Retype only the stretch of lines that starts with the line containing "pub use parameter::ParameterObject;" and ends with the last line of the records, both included, exactly.

* Given records *

--

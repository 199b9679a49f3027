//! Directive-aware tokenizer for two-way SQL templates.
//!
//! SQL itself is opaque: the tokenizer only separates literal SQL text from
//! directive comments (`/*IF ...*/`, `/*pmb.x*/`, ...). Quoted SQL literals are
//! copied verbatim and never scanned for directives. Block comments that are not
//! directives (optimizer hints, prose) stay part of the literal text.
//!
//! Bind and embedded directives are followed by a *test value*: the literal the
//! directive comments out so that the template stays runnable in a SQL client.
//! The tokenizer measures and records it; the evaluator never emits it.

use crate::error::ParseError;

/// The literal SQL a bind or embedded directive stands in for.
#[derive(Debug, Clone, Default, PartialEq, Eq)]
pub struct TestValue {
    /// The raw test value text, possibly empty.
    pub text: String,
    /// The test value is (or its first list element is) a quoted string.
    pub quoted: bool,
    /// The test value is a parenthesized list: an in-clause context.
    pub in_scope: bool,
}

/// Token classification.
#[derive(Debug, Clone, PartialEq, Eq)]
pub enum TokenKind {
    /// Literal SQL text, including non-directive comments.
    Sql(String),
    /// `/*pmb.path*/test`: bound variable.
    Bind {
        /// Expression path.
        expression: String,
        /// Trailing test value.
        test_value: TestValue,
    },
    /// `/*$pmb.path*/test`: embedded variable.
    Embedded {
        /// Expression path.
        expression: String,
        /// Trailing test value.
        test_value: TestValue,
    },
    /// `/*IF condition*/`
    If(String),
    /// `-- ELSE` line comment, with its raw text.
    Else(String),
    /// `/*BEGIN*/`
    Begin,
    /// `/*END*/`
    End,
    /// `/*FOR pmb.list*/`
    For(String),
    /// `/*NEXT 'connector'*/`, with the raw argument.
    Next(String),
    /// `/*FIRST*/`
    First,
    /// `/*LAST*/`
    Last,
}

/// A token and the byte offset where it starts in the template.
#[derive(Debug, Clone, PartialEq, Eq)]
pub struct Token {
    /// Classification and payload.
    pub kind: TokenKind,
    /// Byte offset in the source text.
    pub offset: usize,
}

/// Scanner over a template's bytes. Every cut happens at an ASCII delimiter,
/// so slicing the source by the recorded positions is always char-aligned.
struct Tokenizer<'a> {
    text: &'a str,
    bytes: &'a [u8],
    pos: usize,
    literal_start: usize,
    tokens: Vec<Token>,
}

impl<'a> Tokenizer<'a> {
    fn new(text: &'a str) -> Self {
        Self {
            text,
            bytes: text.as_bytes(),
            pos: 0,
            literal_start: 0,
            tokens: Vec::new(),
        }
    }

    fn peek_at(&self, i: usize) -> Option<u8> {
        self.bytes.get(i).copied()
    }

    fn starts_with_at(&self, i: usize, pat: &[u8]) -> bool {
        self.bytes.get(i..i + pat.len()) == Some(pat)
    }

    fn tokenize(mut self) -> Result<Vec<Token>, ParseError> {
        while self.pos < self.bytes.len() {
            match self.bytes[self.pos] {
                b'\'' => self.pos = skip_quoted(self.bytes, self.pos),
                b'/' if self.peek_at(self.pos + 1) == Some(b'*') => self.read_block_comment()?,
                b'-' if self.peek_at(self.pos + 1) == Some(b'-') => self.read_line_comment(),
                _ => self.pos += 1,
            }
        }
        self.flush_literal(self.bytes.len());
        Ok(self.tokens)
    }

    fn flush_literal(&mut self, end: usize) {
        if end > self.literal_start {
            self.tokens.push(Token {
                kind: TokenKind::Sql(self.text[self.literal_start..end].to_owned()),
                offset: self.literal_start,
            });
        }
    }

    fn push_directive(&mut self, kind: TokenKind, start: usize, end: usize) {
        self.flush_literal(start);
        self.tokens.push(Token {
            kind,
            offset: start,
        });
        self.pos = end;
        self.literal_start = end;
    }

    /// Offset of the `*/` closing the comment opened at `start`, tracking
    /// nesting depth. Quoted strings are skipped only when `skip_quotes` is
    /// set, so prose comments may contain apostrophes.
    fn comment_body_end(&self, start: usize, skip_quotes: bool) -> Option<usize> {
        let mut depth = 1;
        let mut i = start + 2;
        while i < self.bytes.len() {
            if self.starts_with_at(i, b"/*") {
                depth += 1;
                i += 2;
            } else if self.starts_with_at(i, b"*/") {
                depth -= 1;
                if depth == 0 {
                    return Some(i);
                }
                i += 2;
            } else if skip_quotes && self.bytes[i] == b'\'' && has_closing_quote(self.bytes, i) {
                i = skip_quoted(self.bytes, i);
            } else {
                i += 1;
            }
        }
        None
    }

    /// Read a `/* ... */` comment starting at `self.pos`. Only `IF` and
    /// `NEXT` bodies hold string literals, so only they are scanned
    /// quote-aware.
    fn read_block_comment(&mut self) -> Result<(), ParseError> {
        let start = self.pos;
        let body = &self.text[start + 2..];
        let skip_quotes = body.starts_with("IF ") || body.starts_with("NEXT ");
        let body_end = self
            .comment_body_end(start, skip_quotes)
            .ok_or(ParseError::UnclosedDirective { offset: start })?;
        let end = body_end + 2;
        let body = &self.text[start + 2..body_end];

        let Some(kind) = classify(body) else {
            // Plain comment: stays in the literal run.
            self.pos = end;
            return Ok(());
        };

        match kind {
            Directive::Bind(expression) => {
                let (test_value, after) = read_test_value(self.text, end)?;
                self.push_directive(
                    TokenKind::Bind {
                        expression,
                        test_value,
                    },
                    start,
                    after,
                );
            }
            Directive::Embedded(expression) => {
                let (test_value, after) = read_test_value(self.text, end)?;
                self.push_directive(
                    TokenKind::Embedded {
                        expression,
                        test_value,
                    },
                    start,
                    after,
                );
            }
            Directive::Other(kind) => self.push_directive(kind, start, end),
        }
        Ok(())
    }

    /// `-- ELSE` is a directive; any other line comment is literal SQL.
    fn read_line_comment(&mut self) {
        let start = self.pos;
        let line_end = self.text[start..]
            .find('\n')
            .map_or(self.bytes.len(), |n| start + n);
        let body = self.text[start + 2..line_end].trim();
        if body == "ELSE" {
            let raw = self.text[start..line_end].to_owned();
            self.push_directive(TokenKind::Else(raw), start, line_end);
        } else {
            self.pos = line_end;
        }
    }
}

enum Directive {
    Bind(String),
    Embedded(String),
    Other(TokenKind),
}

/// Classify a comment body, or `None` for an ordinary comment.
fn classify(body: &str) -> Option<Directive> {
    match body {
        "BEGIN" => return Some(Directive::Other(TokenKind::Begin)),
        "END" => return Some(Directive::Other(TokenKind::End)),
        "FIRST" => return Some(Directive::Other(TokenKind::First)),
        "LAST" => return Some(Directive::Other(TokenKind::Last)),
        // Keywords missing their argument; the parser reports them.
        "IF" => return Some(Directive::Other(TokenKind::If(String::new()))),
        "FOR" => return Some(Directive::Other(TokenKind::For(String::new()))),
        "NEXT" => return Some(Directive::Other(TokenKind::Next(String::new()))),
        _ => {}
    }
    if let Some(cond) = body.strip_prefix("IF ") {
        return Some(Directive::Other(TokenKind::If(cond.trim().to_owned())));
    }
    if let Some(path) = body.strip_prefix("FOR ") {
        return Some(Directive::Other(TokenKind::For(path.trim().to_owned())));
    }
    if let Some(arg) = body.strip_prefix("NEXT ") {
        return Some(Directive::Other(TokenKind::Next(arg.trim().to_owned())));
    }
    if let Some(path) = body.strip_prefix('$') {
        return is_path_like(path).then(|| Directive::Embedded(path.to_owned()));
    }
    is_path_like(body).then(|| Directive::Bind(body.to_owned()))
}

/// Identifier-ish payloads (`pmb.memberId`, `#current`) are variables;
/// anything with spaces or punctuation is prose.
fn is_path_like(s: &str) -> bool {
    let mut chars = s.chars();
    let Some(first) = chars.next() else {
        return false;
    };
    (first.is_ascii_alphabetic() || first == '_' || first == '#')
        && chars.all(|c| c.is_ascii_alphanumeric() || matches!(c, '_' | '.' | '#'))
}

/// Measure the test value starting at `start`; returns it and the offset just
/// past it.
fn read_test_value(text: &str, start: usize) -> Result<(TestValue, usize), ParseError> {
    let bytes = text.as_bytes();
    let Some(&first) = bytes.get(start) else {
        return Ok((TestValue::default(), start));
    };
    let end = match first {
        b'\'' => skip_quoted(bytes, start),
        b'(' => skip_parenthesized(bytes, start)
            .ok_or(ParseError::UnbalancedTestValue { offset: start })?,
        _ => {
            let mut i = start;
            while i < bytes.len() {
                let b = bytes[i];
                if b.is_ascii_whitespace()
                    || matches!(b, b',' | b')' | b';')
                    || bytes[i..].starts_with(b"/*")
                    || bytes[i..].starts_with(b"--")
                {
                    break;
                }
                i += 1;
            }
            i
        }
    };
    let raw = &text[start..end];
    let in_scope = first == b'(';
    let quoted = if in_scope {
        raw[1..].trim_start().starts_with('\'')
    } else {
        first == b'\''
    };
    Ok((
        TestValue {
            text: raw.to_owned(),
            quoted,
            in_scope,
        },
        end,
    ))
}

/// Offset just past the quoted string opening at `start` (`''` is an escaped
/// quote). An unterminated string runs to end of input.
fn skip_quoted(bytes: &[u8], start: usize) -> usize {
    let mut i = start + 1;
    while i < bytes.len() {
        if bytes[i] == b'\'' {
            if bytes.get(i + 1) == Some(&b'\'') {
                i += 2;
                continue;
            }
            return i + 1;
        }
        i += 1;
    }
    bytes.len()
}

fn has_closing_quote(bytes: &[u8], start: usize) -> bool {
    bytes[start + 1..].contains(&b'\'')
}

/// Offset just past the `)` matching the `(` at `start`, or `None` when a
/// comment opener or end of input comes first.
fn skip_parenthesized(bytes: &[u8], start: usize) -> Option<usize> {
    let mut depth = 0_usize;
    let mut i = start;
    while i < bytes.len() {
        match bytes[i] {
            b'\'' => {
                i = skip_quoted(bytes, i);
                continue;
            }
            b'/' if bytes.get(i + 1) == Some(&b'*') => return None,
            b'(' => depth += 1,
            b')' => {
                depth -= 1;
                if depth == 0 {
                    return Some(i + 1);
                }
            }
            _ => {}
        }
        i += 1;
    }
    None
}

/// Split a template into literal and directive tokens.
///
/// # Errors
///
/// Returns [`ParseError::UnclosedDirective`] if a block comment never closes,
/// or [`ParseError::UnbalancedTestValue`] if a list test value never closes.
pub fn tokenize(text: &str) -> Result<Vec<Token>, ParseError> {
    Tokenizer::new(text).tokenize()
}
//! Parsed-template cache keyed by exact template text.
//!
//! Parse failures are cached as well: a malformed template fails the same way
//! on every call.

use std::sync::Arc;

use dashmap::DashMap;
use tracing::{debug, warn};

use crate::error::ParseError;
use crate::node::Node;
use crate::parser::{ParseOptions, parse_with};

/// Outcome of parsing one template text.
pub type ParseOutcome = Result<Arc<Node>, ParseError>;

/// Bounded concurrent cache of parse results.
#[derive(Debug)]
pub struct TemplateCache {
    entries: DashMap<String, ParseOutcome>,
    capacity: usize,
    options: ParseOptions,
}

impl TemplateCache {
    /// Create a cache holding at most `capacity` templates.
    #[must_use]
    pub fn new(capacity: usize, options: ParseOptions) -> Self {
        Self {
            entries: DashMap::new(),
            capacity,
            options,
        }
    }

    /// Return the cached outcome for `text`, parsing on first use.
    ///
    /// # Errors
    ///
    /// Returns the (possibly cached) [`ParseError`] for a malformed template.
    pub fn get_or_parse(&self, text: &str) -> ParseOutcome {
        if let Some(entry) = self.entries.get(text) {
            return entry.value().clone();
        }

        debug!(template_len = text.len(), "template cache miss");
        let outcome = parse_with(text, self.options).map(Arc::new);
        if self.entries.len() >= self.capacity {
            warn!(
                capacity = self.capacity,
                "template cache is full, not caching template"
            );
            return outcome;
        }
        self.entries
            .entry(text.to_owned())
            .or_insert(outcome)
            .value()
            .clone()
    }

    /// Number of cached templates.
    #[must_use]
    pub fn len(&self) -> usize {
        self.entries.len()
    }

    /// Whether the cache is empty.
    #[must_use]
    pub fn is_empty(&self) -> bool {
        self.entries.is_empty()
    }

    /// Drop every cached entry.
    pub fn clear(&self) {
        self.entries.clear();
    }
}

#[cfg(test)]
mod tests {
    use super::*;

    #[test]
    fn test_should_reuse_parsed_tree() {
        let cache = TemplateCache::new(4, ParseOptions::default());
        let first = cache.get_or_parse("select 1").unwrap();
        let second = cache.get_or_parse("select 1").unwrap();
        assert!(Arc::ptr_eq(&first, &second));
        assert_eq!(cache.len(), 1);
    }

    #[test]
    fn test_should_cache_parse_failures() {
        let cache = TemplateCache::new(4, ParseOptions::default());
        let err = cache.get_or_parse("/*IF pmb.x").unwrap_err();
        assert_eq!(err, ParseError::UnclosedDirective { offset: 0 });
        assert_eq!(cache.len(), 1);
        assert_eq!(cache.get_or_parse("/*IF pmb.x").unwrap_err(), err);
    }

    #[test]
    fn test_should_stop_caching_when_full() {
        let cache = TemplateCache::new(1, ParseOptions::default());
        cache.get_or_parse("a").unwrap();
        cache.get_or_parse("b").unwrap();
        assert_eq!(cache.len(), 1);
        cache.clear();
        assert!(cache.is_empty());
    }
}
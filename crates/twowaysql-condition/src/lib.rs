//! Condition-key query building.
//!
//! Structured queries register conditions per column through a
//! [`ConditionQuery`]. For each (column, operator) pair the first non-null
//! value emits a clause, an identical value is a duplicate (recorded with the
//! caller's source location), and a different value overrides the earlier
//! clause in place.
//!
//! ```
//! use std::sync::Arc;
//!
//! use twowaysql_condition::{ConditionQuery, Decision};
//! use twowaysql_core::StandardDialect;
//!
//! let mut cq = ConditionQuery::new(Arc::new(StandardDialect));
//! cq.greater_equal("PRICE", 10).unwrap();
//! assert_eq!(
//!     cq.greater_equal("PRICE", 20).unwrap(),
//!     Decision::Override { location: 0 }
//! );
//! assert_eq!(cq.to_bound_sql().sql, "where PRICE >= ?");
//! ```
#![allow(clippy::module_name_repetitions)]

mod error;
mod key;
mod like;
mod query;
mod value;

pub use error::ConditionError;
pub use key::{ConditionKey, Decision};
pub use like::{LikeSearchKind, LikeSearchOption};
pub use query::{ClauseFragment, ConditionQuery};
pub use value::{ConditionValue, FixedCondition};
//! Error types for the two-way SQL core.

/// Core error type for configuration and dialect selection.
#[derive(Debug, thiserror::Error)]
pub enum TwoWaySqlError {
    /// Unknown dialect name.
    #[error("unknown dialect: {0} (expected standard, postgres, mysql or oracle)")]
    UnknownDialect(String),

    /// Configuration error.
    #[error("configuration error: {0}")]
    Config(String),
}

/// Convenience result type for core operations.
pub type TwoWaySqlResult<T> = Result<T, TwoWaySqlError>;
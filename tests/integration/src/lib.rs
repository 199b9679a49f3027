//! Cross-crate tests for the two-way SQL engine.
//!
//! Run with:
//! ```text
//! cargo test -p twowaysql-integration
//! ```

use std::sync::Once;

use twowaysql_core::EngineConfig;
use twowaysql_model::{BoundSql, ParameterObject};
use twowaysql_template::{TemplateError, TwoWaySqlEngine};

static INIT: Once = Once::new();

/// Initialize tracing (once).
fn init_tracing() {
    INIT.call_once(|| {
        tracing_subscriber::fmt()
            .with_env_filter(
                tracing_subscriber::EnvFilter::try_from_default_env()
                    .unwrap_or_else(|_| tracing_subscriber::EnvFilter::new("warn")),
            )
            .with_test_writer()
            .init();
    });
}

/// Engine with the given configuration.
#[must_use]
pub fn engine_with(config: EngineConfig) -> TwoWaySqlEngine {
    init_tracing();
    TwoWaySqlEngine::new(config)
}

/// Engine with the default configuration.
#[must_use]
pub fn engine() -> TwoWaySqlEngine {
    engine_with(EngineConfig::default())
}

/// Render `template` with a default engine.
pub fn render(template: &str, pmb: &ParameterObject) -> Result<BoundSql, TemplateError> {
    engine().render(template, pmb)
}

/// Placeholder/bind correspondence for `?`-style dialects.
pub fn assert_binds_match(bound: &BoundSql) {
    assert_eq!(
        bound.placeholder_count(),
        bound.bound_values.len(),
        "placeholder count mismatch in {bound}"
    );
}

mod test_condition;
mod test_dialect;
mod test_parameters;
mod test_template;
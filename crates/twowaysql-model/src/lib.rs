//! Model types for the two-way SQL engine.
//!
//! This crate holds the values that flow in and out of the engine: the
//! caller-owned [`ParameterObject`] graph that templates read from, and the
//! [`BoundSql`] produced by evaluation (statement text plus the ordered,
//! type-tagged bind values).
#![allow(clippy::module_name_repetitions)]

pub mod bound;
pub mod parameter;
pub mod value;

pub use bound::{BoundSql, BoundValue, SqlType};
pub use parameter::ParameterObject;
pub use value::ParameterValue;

--

* Answer box *
pub use parameter::ParameterObject;
pub use value::ParameterValue;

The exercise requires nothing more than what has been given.